====== Supplied entries

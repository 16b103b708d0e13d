//! `analyze_fundamentals` tool (§4.3 Fundamental).

use crate::provider::{AnalystConsensus, CompanyInfoSource};
use crate::scoring::{growth_score, overall_score, quality_score, valuation_score};
use rpc_core::error::ToolError;
use rpc_core::registry::ToolRegistry;
use serde_json::{json, Value};
use shared_models::signal::{Signal, Verdict};
use shared_models::time::now_iso;
use std::collections::HashMap;
use std::sync::Arc;

pub struct FundamentalState {
    pub source: Arc<dyn CompanyInfoSource>,
}

impl FundamentalState {
    pub fn new(source: Arc<dyn CompanyInfoSource>) -> Self {
        Self { source }
    }
}

pub async fn analyze_fundamentals(state: Arc<FundamentalState>, symbol: &str) -> Result<Value, ToolError> {
    let Some(info) = state.source.lookup(symbol) else {
        return Ok(json!({
            "error": "unable to fetch fundamental data",
            "symbol": symbol,
            "timestamp": now_iso(),
        }));
    };

    let valuation = valuation_score(&info);
    let quality = quality_score(&info);
    let growth = growth_score(&info);
    let overall = overall_score(valuation, quality, growth);

    let (verdict, base_confidence) = match info.analyst_consensus {
        AnalystConsensus::Buy => (Verdict::Buy, 0.75),
        AnalystConsensus::Sell => (Verdict::Sell, 0.70),
        AnalystConsensus::Hold => (Verdict::Hold, 0.60),
    };
    let confidence = (base_confidence + overall) / 2.0;

    let mut indicators = HashMap::new();
    indicators.insert("market_cap".to_string(), json!(info.market_cap));
    indicators.insert("pe_ratio".to_string(), json!(info.pe_ratio));
    indicators.insert("pb_ratio".to_string(), json!(info.pb_ratio));
    indicators.insert("peg_ratio".to_string(), json!(info.peg_ratio));
    indicators.insert("profit_margin".to_string(), json!(info.profit_margin));
    indicators.insert("roe".to_string(), json!(info.roe));
    indicators.insert("revenue_growth".to_string(), json!(info.revenue_growth));
    indicators.insert("earnings_growth".to_string(), json!(info.earnings_growth));
    indicators.insert("debt_to_equity".to_string(), json!(info.debt_to_equity));
    indicators.insert("valuation_score".to_string(), json!(valuation));
    indicators.insert("quality_score".to_string(), json!(quality));
    indicators.insert("growth_score".to_string(), json!(growth));
    indicators.insert("overall_score".to_string(), json!(overall));
    indicators.insert("company_name".to_string(), json!(info.company_name));

    let signal = Signal::new(symbol, verdict, confidence, indicators, "fundamental");
    Ok(serde_json::to_value(signal).unwrap_or(Value::Null))
}

pub fn register_tools(registry: &mut ToolRegistry, state: Arc<FundamentalState>) {
    registry.register(
        "analyze_fundamentals",
        "Score a symbol's valuation/quality/growth fundamentals into a BUY/HOLD/SELL signal.",
        json!({
            "type": "object",
            "properties": { "symbol": { "type": "string" } },
            "required": ["symbol"],
        }),
        move |args| {
            let state = state.clone();
            async move {
                let symbol = args
                    .get("symbol")
                    .and_then(Value::as_str)
                    .ok_or_else(|| ToolError::new("symbol must be a string"))?;
                analyze_fundamentals(state, symbol).await
            }
        },
    );
}

#[cfg(test)]
mod tests {
    use super::*;
    use crate::provider::SyntheticCompanyInfoSource;

    #[tokio::test]
    async fn produces_a_verdict_for_known_symbol() {
        let state = Arc::new(FundamentalState::new(Arc::new(SyntheticCompanyInfoSource::new())));
        let result = analyze_fundamentals(state, "AAPL").await.unwrap();
        assert!(result.get("error").is_none());
        assert!(result["verdict"].is_string());
    }

    #[tokio::test]
    async fn rejects_empty_symbol() {
        let state = Arc::new(FundamentalState::new(Arc::new(SyntheticCompanyInfoSource::new())));
        let result = analyze_fundamentals(state, "").await.unwrap();
        assert!(result.get("error").is_some());
    }
}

============

What you should do — A verbatim transcription is needed of the lines above, starting at the line with "use rpc_core::error::ToolError;" and ending at the line with "pub struct FundamentalState", both included, and of nothing else.

Expected answer —
use rpc_core::error::ToolError;
use rpc_core::registry::ToolRegistry;
use serde_json::{json, Value};
use shared_models::signal::{Signal, Verdict};
use shared_models::time::now_iso;
use std::collections::HashMap;
use std::sync::Arc;

pub struct FundamentalState {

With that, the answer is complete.